[Records from a data collection]

╔══

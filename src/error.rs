//! Error type and the uniform `{success, message, errors?}` response envelope

use axum::{extract::rejection::JsonRejection, extract::multipart::MultipartError, http::StatusCode, response::{IntoResponse, Response}, Json};
use serde::Serialize;
use std::collections::BTreeMap;
use thiserror::Error;
use validator::{ValidationError, ValidationErrors, ValidationErrorsKind};

use crate::domain::value_objects::MoneyError;
use crate::media::MediaError;
use crate::store::StoreError;

pub type FieldErrors = BTreeMap<String, Vec<String>>;

/// Body returned by every form-style endpoint.
#[derive(Debug, Serialize)]
pub struct ActionResponse<T> {
    pub success: bool,
    pub message: String,
    #[serde(skip_serializing_if = "Option::is_none")]
    pub errors: Option<FieldErrors>,
    #[serde(skip_serializing_if = "Option::is_none")]
    pub data: Option<T>,
}

impl<T> ActionResponse<T> {
    pub fn ok(message: impl Into<String>, data: T) -> Self {
        Self { success: true, message: message.into(), errors: None, data: Some(data) }
    }

    pub fn data(data: T) -> Self { Self::ok("OK", data) }
}

impl ActionResponse<()> {
    pub fn done(message: impl Into<String>) -> Self {
        Self { success: true, message: message.into(), errors: None, data: None }
    }
}

#[derive(Debug, Error)]
pub enum AppError {
    #[error("{message}")]
    Validation { message: String, fields: FieldErrors },

    #[error("Authentication required")]
    Unauthenticated,

    #[error("Not authorized")]
    Unauthorized,

    #[error("{0} not found")]
    NotFound(String),

    #[error("{0}")]
    Conflict(String),

    #[error("Database error: {0}")]
    Persistence(String),

    #[error("Your cart is empty")]
    EmptyCart,

    #[error("Payment error: {0}")]
    PaymentGateway(String),

    #[error("Payment system misconfigured")]
    PaymentMisconfigured,

    #[error("Malformed webhook: {0}")]
    MalformedWebhook(String),
}

pub type Result<T> = std::result::Result<T, AppError>;

impl AppError {
    pub fn validation(message: impl Into<String>) -> Self {
        Self::Validation { message: message.into(), fields: FieldErrors::new() }
    }

    pub fn field(field: &str, message: impl Into<String>) -> Self {
        let message = message.into();
        Self::Validation { message: "Validation failed".into(), fields: FieldErrors::from([(field.to_string(), vec![message])]) }
    }

    pub fn status(&self) -> StatusCode {
        match self {
            Self::Validation { .. } | Self::EmptyCart | Self::MalformedWebhook(_) => StatusCode::BAD_REQUEST,
            Self::Unauthenticated => StatusCode::UNAUTHORIZED,
            Self::Unauthorized => StatusCode::FORBIDDEN,
            Self::NotFound(_) => StatusCode::NOT_FOUND,
            Self::Conflict(_) => StatusCode::CONFLICT,
            Self::Persistence(_) => StatusCode::INTERNAL_SERVER_ERROR,
            Self::PaymentGateway(_) => StatusCode::BAD_GATEWAY,
            Self::PaymentMisconfigured => StatusCode::SERVICE_UNAVAILABLE,
        }
    }
}

/// Flattens nested errors into dotted paths such as `skus[0].stock`.
fn collect_field_errors(prefix: &str, errors: &ValidationErrors, out: &mut FieldErrors) {
    for (field, kind) in errors.errors() {
        let path = if prefix.is_empty() { field.to_string() } else { format!("{prefix}.{field}") };
        match kind {
            ValidationErrorsKind::Field(errs) => out.entry(path).or_default().extend(errs.iter().map(|e| field_message(field, e))),
            ValidationErrorsKind::Struct(inner) => collect_field_errors(&path, inner, out),
            ValidationErrorsKind::List(items) => {
                for (i, inner) in items { collect_field_errors(&format!("{path}[{i}]"), inner, out); }
            }
        }
    }
}

fn field_message(field: &str, e: &ValidationError) -> String {
    e.message.as_ref().map(|m| m.to_string()).unwrap_or_else(|| format!("Invalid {field}"))
}

impl From<ValidationErrors> for AppError {
    fn from(errors: ValidationErrors) -> Self {
        let mut fields = FieldErrors::new();
        collect_field_errors("", &errors, &mut fields);
        Self::Validation { message: "Validation failed".into(), fields }
    }
}

impl From<MoneyError> for AppError {
    fn from(e: MoneyError) -> Self { Self::validation(e.to_string()) }
}

impl From<JsonRejection> for AppError {
    fn from(rejection: JsonRejection) -> Self { Self::validation(rejection.body_text()) }
}

impl From<MultipartError> for AppError {
    fn from(e: MultipartError) -> Self { Self::field("images", e.body_text()) }
}

impl From<MediaError> for AppError {
    fn from(e: MediaError) -> Self { Self::Persistence(format!("image storage: {e}")) }
}

impl From<StoreError> for AppError {
    fn from(e: StoreError) -> Self {
        match e {
            StoreError::NotFound(entity) => Self::NotFound(entity.to_string()),
            StoreError::ForeignKeyViolation(msg) | StoreError::UniqueViolation(msg) => Self::Conflict(msg),
            StoreError::InsufficientStock(sku) => Self::Conflict(format!("Insufficient stock for SKU {sku}")),
            StoreError::Database(msg) => Self::Persistence(msg),
        }
    }
}

impl IntoResponse for AppError {
    fn into_response(self) -> Response {
        let status = self.status();
        match &self {
            Self::Persistence(msg) => tracing::error!(error = %msg, "storage failure"),
            Self::PaymentGateway(msg) => tracing::warn!(error = %msg, "payment gateway rejected request"),
            Self::PaymentMisconfigured => tracing::error!("payment gateway is not configured"),
            _ => tracing::debug!(error = %self, status = status.as_u16(), "request failed"),
        }
        let (message, errors) = match self {
            Self::Validation { message, fields } => (message, (!fields.is_empty()).then_some(fields)),
            other => (other.to_string(), None),
        };
        (status, Json(ActionResponse::<()> { success: false, message, errors, data: None })).into_response()
    }
}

╚══

Copy out, from the records above, every line that holds the string "Unauthenticated".

RESULT —
    Unauthenticated,
            Self::Unauthenticated => StatusCode::UNAUTHORIZED,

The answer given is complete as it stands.